We've split our recommendations into five main wattage categories with at least two units for each. One selection will be based on the maximum possible value (e.g. bang for the buck) and one will focus on the best overall performance. The following paragraphs expand on the proper selection of a PSU and details on why these units are our recommendations.

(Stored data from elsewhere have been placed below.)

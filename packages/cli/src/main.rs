#![cfg_attr(feature = "fail-on-warnings", deny(warnings))]
#![warn(clippy::all, clippy::pedantic, clippy::nursery, clippy::cargo)]
#![allow(clippy::multiple_crate_versions, clippy::cargo_common_metadata)]

//! CLI entry point for the ward flow toolchain.
//!
//! Uses `indicatif-log-bridge` (via [`ward_flow_cli_utils::init_logger`])
//! to route `log` output through `indicatif::MultiProgress` so that log
//! lines and progress bars never fight for the terminal.

use std::path::PathBuf;
use std::time::Instant;

use clap::{Parser, Subcommand};
use ward_flow_cli_utils::MultiProgress;
use ward_flow_pipeline::config::DEFAULT_CONFIG_FILE;
use ward_flow_pipeline::{PipelineConfig, StageProgress, load_config};

#[derive(Parser)]
#[command(name = "ward_flow", about = "Bike-share ward origin-destination analysis")]
struct Cli {
    /// Path to the TOML configuration file
    #[arg(long, global = true, default_value = DEFAULT_CONFIG_FILE)]
    config: PathBuf,
    /// Override the output directory from the config file
    #[arg(long, global = true)]
    output_dir: Option<PathBuf>,
    /// Override the number of worker threads used for ward assignment
    #[arg(long, global = true)]
    threads: Option<usize>,
    #[command(subcommand)]
    command: Commands,
}

#[derive(Subcommand)]
enum Commands {
    /// Clean, assign, aggregate every partition, and write all output tables
    Run,
    /// Clean and assign only, then print the data-quality summary as JSON
    Quality,
    /// Clean and roll up bicycle utilization and fleet economics
    Utilization {
        /// Restrict the rollup to trips starting in this year
        #[arg(long)]
        year: Option<i32>,
        /// Number of top-earning bicycles to list
        #[arg(long, default_value = "5")]
        top: usize,
    },
}

fn stage_progress(multi: &MultiProgress) -> impl StageProgress + '_ {
    move |name: &str| ward_flow_cli_utils::stage_bar(multi, name)
}

fn configure(cli: &Cli) -> Result<PipelineConfig, Box<dyn std::error::Error>> {
    let mut config = load_config(&cli.config)?;
    if let Some(dir) = &cli.output_dir {
        config.output.dir.clone_from(dir);
    }
    if let Some(threads) = cli.threads {
        config.assign.threads = Some(threads);
    }
    Ok(config)
}

fn main() -> Result<(), Box<dyn std::error::Error>> {
    let multi = ward_flow_cli_utils::init_logger();
    let cli = Cli::parse();
    let mut config = configure(&cli)?;
    let progress = stage_progress(&multi);
    let start = Instant::now();

    match cli.command {
        Commands::Run => {
            let output = ward_flow_pipeline::run(&config, &progress)?;
            log::info!(
                "Wrote {} partitions to {}",
                output.partitions.len(),
                config.output.dir.display()
            );
        }
        Commands::Quality => {
            let summary = ward_flow_pipeline::quality(&config, &progress)?;
            println!("{}", summary.to_json()?);
        }
        Commands::Utilization { year, top } => {
            if year.is_some() {
                config.economics.year = year;
            }
            let (quality, report) = ward_flow_pipeline::utilization_report(&config, &progress)?;
            let summary = &report.summary;

            println!(
                "Records:         {} kept of {} ({} unreadable, {} missing coordinates, {} malformed timestamps)",
                quality.kept,
                quality.total_records,
                quality.unreadable_rows,
                quality.missing_coordinate,
                quality.malformed_timestamp,
            );
            println!("Bicycles:        {}", summary.fleet_size);
            if let Some(dist) = &summary.utilization {
                println!(
                    "Utilization:     mean {:.2}%, median {:.2}%, min {:.2}%, max {:.2}%",
                    dist.mean, dist.median, dist.min, dist.max
                );
            }
            println!("Revenue:         ${:.2}", summary.total_revenue);
            println!(
                "Cost:            ${:.2} (${:.2} per bicycle)",
                summary.total_cost, summary.cost_per_bike
            );
            println!("Margin:          ${:.2}", summary.margin);
            println!();
            println!("{:<12} {:>12} {:>12} {:>8}", "BIKE ID", "MINUTES", "REVENUE", "UTIL %");
            println!("{}", "-".repeat(47));
            for bike in report.top_earners(top) {
                println!(
                    "{:<12} {:>12.1} {:>12.2} {:>8}",
                    bike.vehicle_id,
                    bike.ride_minutes,
                    bike.revenue,
                    bike.utilization_pct
                        .map_or_else(|| "-".to_string(), |p| format!("{p:.2}")),
                );
            }
        }
    }

    log::info!("Done in {:.1}s", start.elapsed().as_secs_f64());
    Ok(())
}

How Much Power Do I Really Need?

When shopping for a PSU, it is very important to be aware of your system’s power consumption and to consider of any forthcoming planned upgrades. All current computer PSUs are designed to deliver optimal performance at (or almost at) half load. It is a common misconception that a more powerful PSU will be a better choice, as the power quality and efficiency of all modern PSUs dwindles at very low loads. This is especially true at the low-end of the loading curve – usually below 15% of the unit's rated capacity – where efficiency outright plummets.

As a result, using too powerful of a PSU will result poor power efficiency, which could very well be significantly worse than what a product at a fraction of the price would deliver. It is wise to remember that the advertised performance of a PSU is within the nominal load range (20% to 100% of its rated capacity) and the manufacturer is not obliged to include information on how much the performance degrades at sub-20% load conditions. Only the 80Plus Titanium guidelines dictate an efficiency requirement of 90% at 10% load. Therefore, the selection of a severely oversized PSU is both economically and practically senseless.

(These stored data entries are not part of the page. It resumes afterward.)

//! Output table writers.
//!
//! Each writer targets any [`std::io::Write`] so the formats can be checked
//! in memory; [`write_outputs`] lays the tables out in a directory.

use std::fs::File;
use std::io::{BufWriter, Write};
use std::path::{Path, PathBuf};

use serde::Serialize;
use ward_flow_od_models::{OdMatrix, WardActivity};
use ward_flow_utilization::{UtilizationReport, VehicleWeekdayUtilization};

use crate::config::OutputConfig;
use crate::{PipelineError, PipelineOutput, QualitySummary};

/// Writes a matrix as CSV: header `origin_ward,<ward ids...>`, then one row
/// per origin ward.
///
/// # Errors
///
/// Returns [`PipelineError::Csv`] if writing fails.
pub fn write_matrix_csv(matrix: &OdMatrix, writer: impl Write) -> Result<(), PipelineError> {
    let mut csv = csv::Writer::from_writer(writer);

    let mut header = Vec::with_capacity(matrix.size() + 1);
    header.push("origin_ward".to_string());
    header.extend(matrix.wards.iter().map(ToString::to_string));
    csv.write_record(&header)?;

    for (origin, row) in matrix.rows() {
        let mut record = Vec::with_capacity(row.len() + 1);
        record.push(origin.to_string());
        record.extend(row.iter().map(ToString::to_string));
        csv.write_record(&record)?;
    }

    csv.flush().map_err(csv::Error::from)?;
    Ok(())
}

/// Writes per-ward activity as CSV with a net inflow column.
///
/// # Errors
///
/// Returns [`PipelineError::Csv`] if writing fails.
pub fn write_activity_csv(
    activity: &[WardActivity],
    writer: impl Write,
) -> Result<(), PipelineError> {
    let mut csv = csv::Writer::from_writer(writer);
    csv.write_record(["ward", "starts", "ends", "net_inflow"])?;
    for row in activity {
        csv.write_record([
            row.ward.to_string(),
            row.starts.to_string(),
            row.ends.to_string(),
            row.net_inflow().to_string(),
        ])?;
    }
    csv.flush().map_err(csv::Error::from)?;
    Ok(())
}

/// Writes serializable rows as CSV with a header taken from the field
/// names.
///
/// # Errors
///
/// Returns [`PipelineError::Csv`] if serialization or writing fails.
pub fn write_rows_csv<T: Serialize>(rows: &[T], writer: impl Write) -> Result<(), PipelineError> {
    let mut csv = csv::Writer::from_writer(writer);
    for row in rows {
        csv.serialize(row)?;
    }
    csv.flush().map_err(csv::Error::from)?;
    Ok(())
}

/// Writes a value as pretty JSON and flushes the writer.
///
/// # Errors
///
/// Returns [`PipelineError::Json`] if serialization, writing or flushing
/// fails.
pub fn write_json<T: Serialize + ?Sized>(value: &T, writer: impl Write) -> Result<(), PipelineError> {
    let mut writer = writer;
    serde_json::to_writer_pretty(&mut writer, value)?;
    writer.write_all(b"\n").map_err(serde_json::Error::io)?;
    writer.flush().map_err(serde_json::Error::io)?;
    Ok(())
}

fn create_dir(dir: &Path) -> Result<(), PipelineError> {
    std::fs::create_dir_all(dir).map_err(|e| PipelineError::Io {
        path: dir.display().to_string(),
        source: e,
    })
}

fn create(dir: &Path, name: &str) -> Result<(PathBuf, BufWriter<File>), PipelineError> {
    let path = dir.join(name);
    let file = File::create(&path).map_err(|e| PipelineError::Io {
        path: path.display().to_string(),
        source: e,
    })?;
    Ok((path, BufWriter::new(file)))
}

/// Writes the utilization tables into `dir`.
///
/// # Errors
///
/// Returns [`PipelineError::Io`] if a file cannot be created, or a CSV or
/// JSON error if writing fails.
pub fn write_utilization(
    report: &UtilizationReport,
    dir: &Path,
) -> Result<Vec<PathBuf>, PipelineError> {
    create_dir(dir)?;

    let mut written = Vec::new();

    let (path, file) = create(dir, "utilization.csv")?;
    write_rows_csv(&report.vehicles, file)?;
    written.push(path);

    let (path, file) = create(dir, "utilization_weekday.csv")?;
    write_rows_csv::<VehicleWeekdayUtilization>(&report.vehicle_weekdays, file)?;
    written.push(path);

    let (path, file) = create(dir, "utilization_summary.json")?;
    write_json(&report.summary, file)?;
    written.push(path);

    Ok(written)
}

/// Writes the cleaning counts of a utilization-only run into `dir` as
/// `utilization_quality.json`.
///
/// # Errors
///
/// Returns [`PipelineError::Io`] if the file cannot be created, or
/// [`PipelineError::Json`] if writing fails.
pub fn write_utilization_quality(
    quality: &QualitySummary,
    dir: &Path,
) -> Result<PathBuf, PipelineError> {
    create_dir(dir)?;
    let (path, file) = create(dir, "utilization_quality.json")?;
    write_json(quality, file)?;
    Ok(path)
}

/// Writes every table of a pipeline run into `config.dir` and returns the
/// paths written.
///
/// # Errors
///
/// Returns [`PipelineError::Io`] if the directory or a file cannot be
/// created, or a CSV or JSON error if writing fails.
pub fn write_outputs(
    output: &PipelineOutput,
    config: &OutputConfig,
) -> Result<Vec<PathBuf>, PipelineError> {
    let dir = config.dir.as_path();
    create_dir(dir)?;

    let mut written = Vec::new();

    for partition in &output.partitions {
        let label = partition.partition.label();

        let (path, file) = create(dir, &format!("od_matrix_{label}.csv"))?;
        write_matrix_csv(&partition.aggregate.matrix, file)?;
        written.push(path);

        if config.graphs {
            let (path, file) = create(dir, &format!("flow_graph_{label}.json"))?;
            write_json(&partition.graph, file)?;
            written.push(path);
        }

        if config.activity {
            let (path, file) = create(dir, &format!("ward_activity_{label}.csv"))?;
            write_activity_csv(&partition.activity, file)?;
            written.push(path);

            let (path, file) = create(dir, &format!("ward_day_periods_{label}.csv"))?;
            write_rows_csv(&partition.origin_periods, file)?;
            written.push(path);
        }
    }

    let (path, file) = create(dir, "quality_summary.json")?;
    write_json(&output.quality, file)?;
    written.push(path);

    if config.breakdown {
        let (path, file) = create(dir, "breakdown.json")?;
        write_json(&output.breakdown, file)?;
        written.push(path);
    }

    if let Some(report) = &output.utilization {
        written.extend(write_utilization(report, dir)?);
    }

    log::info!("Wrote {} output files to {}", written.len(), dir.display());
    Ok(written)
}

#[cfg(test)]
mod tests {
    use super::*;
    use ward_flow_trip_models::WardId;

    struct BrokenDisk;

    impl Write for BrokenDisk {
        fn write(&mut self, _buf: &[u8]) -> std::io::Result<usize> {
            Err(std::io::Error::other("disk full"))
        }

        fn flush(&mut self) -> std::io::Result<()> {
            Err(std::io::Error::other("disk full"))
        }
    }

    #[test]
    fn json_write_failure_behind_buffer_is_reported() {
        let err = write_json(&QualitySummary::default(), BufWriter::new(BrokenDisk)).unwrap_err();
        assert!(matches!(err, PipelineError::Json(_)), "{err}");
    }

    #[test]
    fn json_ends_with_newline() {
        let mut buf = Vec::new();
        write_json(&[1, 2], &mut buf).unwrap();
        assert_eq!(String::from_utf8(buf).unwrap(), "[\n  1,\n  2\n]\n");
    }

    #[test]
    fn matrix_csv_layout() {
        let matrix = OdMatrix {
            wards: vec![WardId(3), WardId(12)],
            counts: vec![0, 2, 1, 5],
        };
        let mut buf = Vec::new();
        write_matrix_csv(&matrix, &mut buf).unwrap();
        assert_eq!(
            String::from_utf8(buf).unwrap(),
            "origin_ward,3,12\n3,0,2\n12,1,5\n"
        );
    }

    #[test]
    fn empty_matrix_writes_header_only() {
        let mut buf = Vec::new();
        write_matrix_csv(&OdMatrix::default(), &mut buf).unwrap();
        assert_eq!(String::from_utf8(buf).unwrap(), "origin_ward\n");
    }

    #[test]
    fn activity_csv_includes_net_inflow() {
        let activity = vec![WardActivity {
            ward: WardId(1),
            starts: 4,
            ends: 6,
        }];
        let mut buf = Vec::new();
        write_activity_csv(&activity, &mut buf).unwrap();
        assert_eq!(
            String::from_utf8(buf).unwrap(),
            "ward,starts,ends,net_inflow\n1,4,6,2\n"
        );
    }

    #[test]
    fn utilization_quality_lands_next_to_the_rollup() {
        let dir = std::env::temp_dir().join(format!("ward_flow_util_quality_{}", std::process::id()));
        let quality = QualitySummary {
            total_records: 7,
            kept: 5,
            ..QualitySummary::default()
        };

        let path = write_utilization_quality(&quality, &dir).unwrap();
        assert_eq!(path, dir.join("utilization_quality.json"));
        let json: serde_json::Value =
            serde_json::from_str(&std::fs::read_to_string(&path).unwrap()).unwrap();
        assert_eq!(json["totalRecords"], 7);
        assert_eq!(json["kept"], 5);

        std::fs::remove_dir_all(&dir).unwrap();
    }
}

Overall, the best way to select a PSU is based on both objective (e.g. wattage, performance) and subjective (e.g. design, modular cables) parameters. This admittedly does require every builder to be capable of making at least an educated guess about the power requirements of the system. However this is where our guide and advice come in.

Perhaps the biggest mistake that many users make in selecting PSUs is overrating the power requirements of their systems. It is not uncommon for people – even store salespersons and experienced builders – to recommend a 1kW unit to a user with just two (or even one) high performance GPUs. A system with a single CPU and a single GPU rarely requires more than 300 Watts. A modern Intel Coffee Lake-based system with a single AMD RX 570/NVIDIA GTX 1060 card will hardly reach up to 220-230 Watts, while it usually idles at 45-55 Watts.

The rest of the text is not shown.